To a man, everyone seems to like McCarron's brassy, outgoing personality. Kirkpatrick calls it "cocky, but in a good way. I'm the same way. It doesn't bother me. That's the best thing about being a two-time champion."
The other corner, Adam Jones, calls him a winner. But both say everyone has to play better in all three phases to aid that first NFL start.
Old college teammate Dre Kirpatrick likes McCarron's confidence.
"We like to put it upon (the defense) to take this team as far as it can go," Kirkpatrick said. "We can't look for AJ to win the game. He has to put us in good situations to win the game."
Or as Jones said, "On offense all the other guys got to step up. A.J., Mo, (Tyler) Eifert. Just to make it a little bit easier for him. If we don't let anybody score we win. Paulie's (Guenther) talked to us. We know what it is. We expect the offense to keep doing what they're doing, but the defense has to step it up a level if we want to do what we got to do."
When it comes to the baptism of a backup QB in an NFL huddle, there's no gulf of 45 years.

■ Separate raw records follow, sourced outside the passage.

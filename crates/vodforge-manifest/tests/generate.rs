//! HTTP-level tests for manifest generation.

use std::time::Duration;

use serde_json::json;
use tokio_util::sync::CancellationToken;
use wiremock::matchers::{method, path, path_regex};
use wiremock::{Mock, MockServer, ResponseTemplate};

use vodforge_client::{ClientConfig, EncodingClient, PollConfig};
use vodforge_manifest::{ManifestConfig, ManifestError, ManifestGenerator};
use vodforge_models::ManifestKind;

fn generator_for(server: &MockServer) -> ManifestGenerator {
    let client = EncodingClient::new(ClientConfig {
        base_url: server.uri(),
        api_key: "test-key".to_string(),
        tenant_org_id: None,
        timeout: Duration::from_secs(5),
        max_retries: 0,
    })
    .expect("client construction");

    let config = ManifestConfig {
        poll: PollConfig::new(Duration::from_millis(10)),
        ..ManifestConfig::default()
    };

    ManifestGenerator::new(client, config)
}

fn ts_muxing_items() -> serde_json::Value {
    json!({
        "items": [
            {
                "id": "mux-v1",
                "streams": [{"streamId": "stream-v1"}],
                "outputs": [{
                    "outputId": "out-1",
                    "outputPath": "outputs/clip.mp4/video/ts/clear/1080-1980-3500000"
                }]
            },
            {
                "id": "mux-v2",
                "streams": [{"streamId": "stream-v2"}],
                "outputs": [{
                    "outputId": "out-1",
                    "outputPath": "outputs/clip.mp4/video/ts/clear/720-1280-2000000"
                }]
            },
            {
                "id": "mux-a1",
                "streams": [{"streamId": "stream-a1"}],
                "outputs": [{
                    "outputId": "out-1",
                    "outputPath": "outputs/clip.mp4/audio/ts/clear/128000"
                }]
            }
        ],
        "totalCount": 3
    })
}

#[tokio::test]
async fn hls_generation_builds_and_awaits() {
    let server = MockServer::start().await;

    Mock::given(method("GET"))
        .and(path("/encoding/encodings/enc-1/muxings/ts"))
        .respond_with(ResponseTemplate::new(200).set_body_json(ts_muxing_items()))
        .expect(1)
        .mount(&server)
        .await;

    Mock::given(method("POST"))
        .and(path("/encoding/manifests/hls"))
        .respond_with(ResponseTemplate::new(201).set_body_json(json!({"id": "hls-1"})))
        .expect(1)
        .mount(&server)
        .await;

    Mock::given(method("POST"))
        .and(path("/encoding/manifests/hls/hls-1/media/audio"))
        .respond_with(ResponseTemplate::new(201).set_body_json(json!({"id": "media-1"})))
        .expect(1)
        .mount(&server)
        .await;

    Mock::given(method("POST"))
        .and(path("/encoding/manifests/hls/hls-1/streams"))
        .respond_with(ResponseTemplate::new(201).set_body_json(json!({"id": "si-1"})))
        .expect(2)
        .mount(&server)
        .await;

    Mock::given(method("POST"))
        .and(path("/encoding/manifests/hls/hls-1/start"))
        .respond_with(ResponseTemplate::new(204))
        .expect(1)
        .mount(&server)
        .await;

    Mock::given(method("GET"))
        .and(path("/encoding/manifests/hls/hls-1/status"))
        .respond_with(
            ResponseTemplate::new(200).set_body_json(json!({"status": "FINISHED", "progress": 100})),
        )
        .mount(&server)
        .await;

    let generator = generator_for(&server);
    let manifest_id = generator
        .generate("enc-1", ManifestKind::Hls, &CancellationToken::new())
        .await
        .unwrap();

    assert_eq!(manifest_id, "hls-1");

    // The top video tier URI is derived relative to the anchor root
    let requests = server.received_requests().await.unwrap();
    let stream_bodies: Vec<serde_json::Value> = requests
        .iter()
        .filter(|r| r.url.path().ends_with("/streams"))
        .map(|r| serde_json::from_slice(&r.body).unwrap())
        .collect();
    assert_eq!(stream_bodies[0]["uri"], "video/ts/clear/1080-1980-3500000/video.m3u8");
    assert_eq!(stream_bodies[0]["closedCaptions"], "NONE");

    let media_bodies: Vec<serde_json::Value> = requests
        .iter()
        .filter(|r| r.url.path().ends_with("/media/audio"))
        .map(|r| serde_json::from_slice(&r.body).unwrap())
        .collect();
    assert_eq!(media_bodies[0]["uri"], "audio/ts/clear/128000/audio.m3u8");
    assert_eq!(media_bodies[0]["language"], "eng");
}

#[tokio::test]
async fn dash_generation_builds_period_and_representations() {
    let server = MockServer::start().await;

    Mock::given(method("GET"))
        .and(path("/encoding/encodings/enc-1/muxings/mp4"))
        .respond_with(ResponseTemplate::new(200).set_body_json(json!({
            "items": [
                {
                    "id": "mux-v1",
                    "streams": [{"streamId": "stream-v1"}],
                    "outputs": [{
                        "outputId": "out-1",
                        "outputPath": "outputs/clip.mp4/video/mp4/clear/1080-1980-3500000"
                    }]
                },
                {
                    "id": "mux-a1",
                    "streams": [{"streamId": "stream-a1"}],
                    "outputs": [{
                        "outputId": "out-1",
                        "outputPath": "outputs/clip.mp4/audio/mp4/clear/128000"
                    }]
                }
            ],
            "totalCount": 2
        })))
        .expect(1)
        .mount(&server)
        .await;

    Mock::given(method("POST"))
        .and(path("/encoding/manifests/dash"))
        .respond_with(ResponseTemplate::new(201).set_body_json(json!({"id": "dash-1"})))
        .expect(1)
        .mount(&server)
        .await;

    Mock::given(method("POST"))
        .and(path("/encoding/manifests/dash/dash-1/periods"))
        .respond_with(ResponseTemplate::new(201).set_body_json(json!({"id": "p-1"})))
        .expect(1)
        .mount(&server)
        .await;

    Mock::given(method("POST"))
        .and(path("/encoding/manifests/dash/dash-1/periods/p-1/adaptationsets/video"))
        .respond_with(ResponseTemplate::new(201).set_body_json(json!({"id": "vas-1"})))
        .expect(1)
        .mount(&server)
        .await;

    Mock::given(method("POST"))
        .and(path("/encoding/manifests/dash/dash-1/periods/p-1/adaptationsets/audio"))
        .respond_with(ResponseTemplate::new(201).set_body_json(json!({"id": "aas-1"})))
        .expect(1)
        .mount(&server)
        .await;

    Mock::given(method("POST"))
        .and(path_regex(r"^/encoding/manifests/dash/dash-1/periods/p-1/adaptationsets/(vas|aas)-1/representations/mp4$"))
        .respond_with(ResponseTemplate::new(201).set_body_json(json!({"id": "rep-1"})))
        .expect(2)
        .mount(&server)
        .await;

    Mock::given(method("POST"))
        .and(path("/encoding/manifests/dash/dash-1/start"))
        .respond_with(ResponseTemplate::new(204))
        .expect(1)
        .mount(&server)
        .await;

    Mock::given(method("GET"))
        .and(path("/encoding/manifests/dash/dash-1/status"))
        .respond_with(
            ResponseTemplate::new(200).set_body_json(json!({"status": "FINISHED", "progress": 100})),
        )
        .mount(&server)
        .await;

    let generator = generator_for(&server);
    let manifest_id = generator
        .generate("enc-1", ManifestKind::Dash, &CancellationToken::new())
        .await
        .unwrap();

    assert_eq!(manifest_id, "dash-1");

    let requests = server.received_requests().await.unwrap();
    let representation_paths: Vec<(String, serde_json::Value)> = requests
        .iter()
        .filter(|r| r.url.path().ends_with("/representations/mp4"))
        .map(|r| (r.url.path().to_string(), serde_json::from_slice(&r.body).unwrap()))
        .collect();

    // Audio representations land in the audio adaptation set, video in the
    // video one, with root-relative media paths
    assert!(representation_paths
        .iter()
        .any(|(p, b)| p.contains("/aas-1/") && b["filePath"] == "audio/mp4/clear/128000/audio.mp4"));
    assert!(representation_paths.iter().any(
        |(p, b)| p.contains("/vas-1/")
            && b["filePath"] == "video/mp4/clear/1080-1980-3500000/video.mp4"
    ));
}

#[tokio::test]
async fn manifest_job_error_surfaces_task_messages() {
    let server = MockServer::start().await;

    Mock::given(method("GET"))
        .and(path("/encoding/encodings/enc-1/muxings/ts"))
        .respond_with(ResponseTemplate::new(200).set_body_json(ts_muxing_items()))
        .mount(&server)
        .await;

    Mock::given(method("POST"))
        .and(path("/encoding/manifests/hls"))
        .respond_with(ResponseTemplate::new(201).set_body_json(json!({"id": "hls-1"})))
        .mount(&server)
        .await;

    Mock::given(method("POST"))
        .and(path_regex(r"^/encoding/manifests/hls/hls-1/(media/audio|streams|start)$"))
        .respond_with(ResponseTemplate::new(201).set_body_json(json!({"id": "x"})))
        .mount(&server)
        .await;

    Mock::given(method("GET"))
        .and(path("/encoding/manifests/hls/hls-1/status"))
        .respond_with(ResponseTemplate::new(200).set_body_json(json!({
            "status": "ERROR",
            "progress": 55,
            "messages": [
                {"type": "INFO", "text": "writing playlist"},
                {"type": "ERROR", "text": "segment index out of range"}
            ]
        })))
        .mount(&server)
        .await;

    let generator = generator_for(&server);
    let err = generator
        .generate("enc-1", ManifestKind::Hls, &CancellationToken::new())
        .await
        .unwrap_err();

    match err {
        ManifestError::JobFailed { manifest_id, messages, .. } => {
            assert_eq!(manifest_id, "hls-1");
            assert_eq!(messages, vec!["segment index out of range".to_string()]);
        }
        other => panic!("unexpected error: {other}"),
    }
}

#[tokio::test]
async fn generation_requires_video_muxings() {
    let server = MockServer::start().await;

    Mock::given(method("GET"))
        .and(path("/encoding/encodings/enc-1/muxings/ts"))
        .respond_with(ResponseTemplate::new(200).set_body_json(json!({
            "items": [{
                "id": "mux-a1",
                "streams": [{"streamId": "stream-a1"}],
                "outputs": [{
                    "outputId": "out-1",
                    "outputPath": "outputs/clip.mp4/audio/ts/clear/128000"
                }]
            }],
            "totalCount": 1
        })))
        .mount(&server)
        .await;

    let generator = generator_for(&server);
    let err = generator
        .generate("enc-1", ManifestKind::Hls, &CancellationToken::new())
        .await
        .unwrap_err();

    assert!(matches!(err, ManifestError::NoVideoMuxings(id) if id == "enc-1"));
}
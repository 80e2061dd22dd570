//! Axum API server binary.

use std::net::SocketAddr;

use tracing::{error, info};
use tracing_subscriber::{fmt, prelude::*, EnvFilter};

use vodforge_api::{create_router, ApiConfig, AppState};

#[tokio::main]
async fn main() {
    // Load environment variables
    dotenvy::dotenv().ok();

    // Install rustls crypto provider (required for rustls 0.23+)
    rustls::crypto::ring::default_provider()
        .install_default()
        .expect("Failed to install rustls crypto provider");

    // Initialize tracing with colored output for dev, JSON for production
    let use_json = std::env::var("LOG_FORMAT")
        .map(|v| v.to_lowercase() == "json")
        .unwrap_or(false);

    let env_filter = EnvFilter::from_default_env()
        .add_directive("vodforge=info".parse().expect("static directive"));

    if use_json {
        tracing_subscriber::registry().with(fmt::layer().json()).with(env_filter).init();
    } else {
        tracing_subscriber::registry()
            .with(
                fmt::layer()
                    .with_ansi(true)
                    .with_target(true)
                    .with_thread_ids(false)
                    .with_file(false)
                    .with_line_number(false),
            )
            .with(env_filter)
            .init();
    }

    info!("Starting vodforge-api");

    // Load configuration
    let config = ApiConfig::from_env();
    info!("API config: host={}, port={}", config.host, config.port);

    // Create application state
    let state = match AppState::new(config.clone()).await {
        Ok(s) => s,
        Err(e) => {
            error!("Failed to create application state: {}", e);
            std::process::exit(1);
        }
    };

    // Initialize metrics
    let metrics_enabled = std::env::var("METRICS_ENABLED")
        .map(|v| v == "true" || v == "1")
        .unwrap_or(true);

    let metrics_handle = if metrics_enabled {
        info!("Prometheus metrics enabled at /metrics");
        Some(vodforge_api::metrics::init_metrics())
    } else {
        None
    };

    // Create router
    let app = create_router(state, metrics_handle);

    // Bind and serve
    let addr: SocketAddr = format!("{}:{}", config.host, config.port)
        .parse()
        .expect("Invalid bind address");

    info!("Listening on {}", addr);

    let listener = match tokio::net::TcpListener::bind(addr).await {
        Ok(l) => l,
        Err(e) => {
            error!("Failed to bind {}: {}", addr, e);
            std::process::exit(1);
        }
    };

    if let Err(e) = axum::serve(listener, app).with_graceful_shutdown(shutdown_signal()).await {
        error!("Server error: {}", e);
        std::process::exit(1);
    }

    info!("Server shutdown complete");
}

async fn shutdown_signal() {
    tokio::signal::ctrl_c().await.expect("Failed to install CTRL+C handler");
    info!("Received shutdown signal");
}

"If he plays as well as he did, I think the rest of the team is going to play up," Wyche said. "They're all going to play knowing they've got a guy that hasn't taken every snap. But they've been in practice with him. They know him. He's been with the team, he's been in the meetings. That's a big plus."
Like the Bengals, Wyche, who hung around the league as a backup for eight years, was in his third year and since they were dealing with Greg Cook's shoulder injury, Wyche and Virgil Carter were both playing early in the '70 season. Then the Bengals got hot with Carter and won six straight to get to 7-6 heading into the finale against the 2-11 Patriots needing a win to make it.
As Wyche remembers it, Carter severely bit his tongue in Houston the week before and nearly lost it when he got hit in the head. Like they did several weeks that season, Wyche thinks they took about the same amount of reps in practice. Carter hit all three of his passes for 96 yards and that included a 56-yard touchdown pass to wide receiver Chip Myers to put them up 14-0 on Boston.
Wyche remembers going in when Carter was apparently having trouble calling the plays and they were afraid the cut would re-open with him bouncing around. Wyche promptly put the Pats away with a 23-yard TD pass to Paul Robinson that made it 21-0 and the lead ballooned to 45-0 while he threw for another and rushed for another. He hit seven of 14 passes for 91 yards and didn't get picked.
But there was no controversy the next week when the Bengals started and they got blanked, 17-0, by Johnny Unitas' Colts.
"None," Wyche joked. "When I came into the huddle, at least eight guys turned their backs."
But he got them there and Wyche is rooting for McCarron to do the same.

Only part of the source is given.